In our cohort, 2-year PFS was 57.5% (95% CI, 33.9%-75.5%) with cemiplimab and 2-year OS was 70.6% (95% CI, 46.5%-85.4%). For PFS, we observed the steepest drops at onset and at the 23-month mark (Figure 1), while for OS we observed the steepest drop at the 38-month mark (Figure 2). Clinically, we observed cemiplimab causing near-complete regression of previously large, ulcerating, fungating cSCC in patients who responded to cemiplimab, mirroring results seen elsewhere.7

Adverse Events and Treatment Cessation—A substantial proportion of patients (24/31 [77.4%]) reported AEs during treatment. Notably, treatment discontinuation was necessary in 10 (32.3%) patients due to a range of AEs, including myocarditis, atrial flutter, pneumonitis, nephritis, derangement of liver function tests, and arthritis. Additional relevant side effects included adrenal insufficiency (3/31 [9.7%]), fatigue (3/31 [9.7%]), diarrhea (2/31 [6.5%]), and type 1 diabetes 1/31 [3.2%]). These outcomes emphasize the importance of vigilance and monitoring when administering cemiplimab in the context of advanced cSCC.

Comment

Historically, advanced cSCC has had a bleak prognosis. The nature of the disease generally meant these patients could not be operated on due to metastatic spread or local invasion, and radiotherapy was not curative. The only option remaining was palliation, but new therapies have shown promise due to specific inherent characteristics of advanced cSCC; for example, the characteristic high mutation burden prevalent in advanced cSCC has paved the way for the emergence of immunotherapy as a promising avenue for intervention.10 Cemiplimab in particular has emerged as a feasible treatment for patients who would otherwise be confined to palliation. Our findings derived from a local cohort reinforce this notion, with a remarkable 83.9% (26/31) exhibiting a favorable response to cemiplimab. Although this local sample of 31 patients is small in absolute terms, in the context of the trial with 59 participants7 that gained global approval for the use of cemiplimab, our study adds a substantial amount of data to the growing body of evidence on the long-term efficacy of cemiplimab. Notably, our results emphasize the potential applicability of cemiplimab among elderly patients and individuals with lower performance statuses: populations historically excluded from immunotherapeutic considerations.

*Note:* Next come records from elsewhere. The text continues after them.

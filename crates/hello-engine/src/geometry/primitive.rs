use super::{ColorRgba, Vertex};

const HALF: f32 = 250.0;
const FILL: ColorRgba = ColorRgba::GREEN;

/// A single green triangle.
pub const TRIANGLE_VERTICES: [Vertex; 3] = [
    Vertex::new(HALF, -HALF, FILL),
    Vertex::new(-HALF, -HALF, FILL),
    Vertex::new(0.0, HALF, FILL),
];

/// A green square, drawn as two triangles sharing the bottom-right/top-left diagonal.
pub const QUAD_VERTICES: [Vertex; 6] = [
    Vertex::new(HALF, -HALF, FILL),
    Vertex::new(-HALF, -HALF, FILL),
    Vertex::new(-HALF, HALF, FILL),
    Vertex::new(HALF, -HALF, FILL),
    Vertex::new(-HALF, HALF, FILL),
    Vertex::new(HALF, HALF, FILL),
];

/// Which constant shape a sample draws each frame.
#[derive(Debug, Copy, Clone, Default, Eq, PartialEq)]
pub enum Primitive {
    #[default]
    Triangle,
    Quad,
}

impl Primitive {
    /// Vertex data for one frame, as a triangle list.
    pub const fn vertices(self) -> &'static [Vertex] {
        match self {
            Primitive::Triangle => &TRIANGLE_VERTICES,
            Primitive::Quad => &QUAD_VERTICES,
        }
    }

    #[inline]
    pub const fn vertex_count(self) -> u32 {
        self.vertices().len() as u32
    }

    pub const fn name(self) -> &'static str {
        match self {
            Primitive::Triangle => "triangle",
            Primitive::Quad => "quad",
        }
    }
}

#[cfg(test)]
mod tests {
    use super::*;

    fn positions(p: Primitive) -> Vec<[f32; 2]> {
        p.vertices().iter().map(|v| v.position).collect()
    }

    // Twice the signed area; positive means counter-clockwise.
    fn winding(tri: &[[f32; 2]]) -> f32 {
        let [a, b, c] = [tri[0], tri[1], tri[2]];
        (b[0] - a[0]) * (c[1] - a[1]) - (c[0] - a[0]) * (b[1] - a[1])
    }

    #[test]
    fn triangle_has_three_fixed_vertices() {
        assert_eq!(Primitive::Triangle.vertex_count(), 3);
        assert_eq!(
            positions(Primitive::Triangle),
            vec![[250.0, -250.0], [-250.0, -250.0], [0.0, 250.0]]
        );
    }

    #[test]
    fn every_vertex_is_opaque_green() {
        for p in [Primitive::Triangle, Primitive::Quad] {
            for v in p.vertices() {
                assert_eq!(v.color, [0.0, 1.0, 0.0, 1.0], "{}", p.name());
            }
        }
    }

    #[test]
    fn quad_is_two_triangles_over_the_corners() {
        let pos = positions(Primitive::Quad);
        assert_eq!(pos.len(), 6);

        for corner in [[250.0, 250.0], [250.0, -250.0], [-250.0, 250.0], [-250.0, -250.0]] {
            assert!(pos.contains(&corner), "missing corner {corner:?}");
        }
        assert!(pos.iter().all(|p| p[0].abs() == 250.0 && p[1].abs() == 250.0));

        // Both halves are non-degenerate and wind the same way.
        let (a, b) = (winding(&pos[..3]), winding(&pos[3..]));
        assert!(a != 0.0 && b != 0.0);
        assert_eq!(a.signum(), b.signum());
        // Together they cover the full 500x500 square.
        assert_eq!((a.abs() + b.abs()) / 2.0, 500.0 * 500.0);
    }

    #[test]
    fn default_is_triangle() {
        assert_eq!(Primitive::default(), Primitive::Triangle);
    }
}
use crate::core::AppControl;
use crate::device::SurfaceErrorAction;
use crate::geometry::{Primitive, Vertex, ViewportSize};
use crate::shader::slots::{CONSTANTS_GROUP, VERTEX_BUFFER_SLOT};

/// Why a frame encodes no draw.
#[derive(Debug, Copy, Clone, Eq, PartialEq)]
pub enum SkipReason {
    /// No drawable was available (surface lost, outdated, timed out or zero-sized).
    NoDrawable,
    /// The stored viewport has a zero dimension.
    EmptyViewport,
}

/// Everything the drawer encodes for one frame.
#[derive(Debug, Clone, PartialEq)]
pub struct DrawCall {
    pub viewport: ViewportSize,
    pub vertices: &'static [Vertex],
    pub vertex_slot: u32,
    /// Bind group index of the viewport uniform.
    pub constants_group: u32,
}

impl DrawCall {
    #[inline]
    pub fn vertex_count(&self) -> u32 {
        self.vertices.len() as u32
    }
}

/// The drawer's decision for one frame.
///
/// Either way the frame's command buffer is submitted.
#[derive(Debug, Clone, PartialEq)]
pub enum FramePlan {
    Draw(DrawCall),
    Skip(SkipReason),
}

impl FramePlan {
    pub fn draw_call(&self) -> Option<&DrawCall> {
        match self {
            FramePlan::Draw(call) => Some(call),
            FramePlan::Skip(_) => None,
        }
    }
}

/// One frame's command buffer, as seen by [`FrameState::drive`].
pub trait FrameSink {
    fn has_drawable(&self) -> bool;

    fn surface_error(&self) -> Option<SurfaceErrorAction>;

    /// Records `call` into the frame.
    fn encode(&mut self, call: &DrawCall);

    /// Releases the drawable without presenting it.
    fn discard_drawable(&mut self);

    /// Commits the command buffer, presenting the drawable if one is held.
    fn submit(self);
}

/// CPU-side renderer state: what to draw and the last reported viewport size.
#[derive(Debug, Clone)]
pub struct FrameState {
    primitive: Primitive,
    viewport: ViewportSize,
}

impl FrameState {
    pub fn new(primitive: Primitive, viewport: ViewportSize) -> Self {
        Self {
            primitive,
            viewport,
        }
    }

    #[inline]
    pub fn primitive(&self) -> Primitive {
        self.primitive
    }

    #[inline]
    pub fn viewport(&self) -> ViewportSize {
        self.viewport
    }

    /// Stores the new size verbatim for subsequent frames.
    pub fn resize(&mut self, width: u32, height: u32) {
        self.viewport = ViewportSize::new(width, height);
    }

    /// Plans one frame given whether a drawable was acquired.
    pub fn plan(&self, has_drawable: bool) -> FramePlan {
        if !has_drawable {
            return FramePlan::Skip(SkipReason::NoDrawable);
        }
        if self.viewport.is_empty() {
            return FramePlan::Skip(SkipReason::EmptyViewport);
        }

        FramePlan::Draw(DrawCall {
            viewport: self.viewport,
            vertices: self.primitive.vertices(),
            vertex_slot: VERTEX_BUFFER_SLOT,
            constants_group: CONSTANTS_GROUP,
        })
    }

    /// Plans, encodes and submits one frame into `sink`.
    ///
    /// `sink` is submitted whether or not a draw was encoded.
    pub fn drive<S: FrameSink>(&self, mut sink: S) -> AppControl {
        match self.plan(sink.has_drawable()) {
            FramePlan::Draw(call) => sink.encode(&call),
            FramePlan::Skip(reason) => {
                log::debug!("frame skipped: {reason:?}");
                sink.discard_drawable();
            }
        }

        let fatal = sink.surface_error() == Some(SurfaceErrorAction::Fatal);
        sink.submit();

        if fatal {
            log::error!("surface out of memory; stopping");
            return AppControl::Exit;
        }
        AppControl::Continue
    }
}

Immunotherapeutic AEs and Tolerance­—As anticipated with immunotherapeutic agents, cemiplimab is associated with AEs that also are seen in its counterparts.11 A total of 77.4% (24/31) of our cohort reported immune-related AEs, although the severity warranted treatment discontinuation in only 10 (10/24 [41.7%]) patients, representing less than half of those who encountered side effects and less than a third of the entire cohort. Furthermore, most of these immune-related AEs were managed effectively with short courses of oral steroids, further substantiating the notion that cemiplimab is generally well tolerated across patients of diverse performance statuses. Even for patients who discontinued treatment early due to immune-related side effects, benefits persisted despite the partial course of cemiplimab. Of the 10 patients who discontinued treatment due to immune AEs, 6 (60%) demonstrated stable complete response, 2 (20%) experienced relapse after stopping cemiplimab, and 2 (20%) demonstrated a partial response with stable disease.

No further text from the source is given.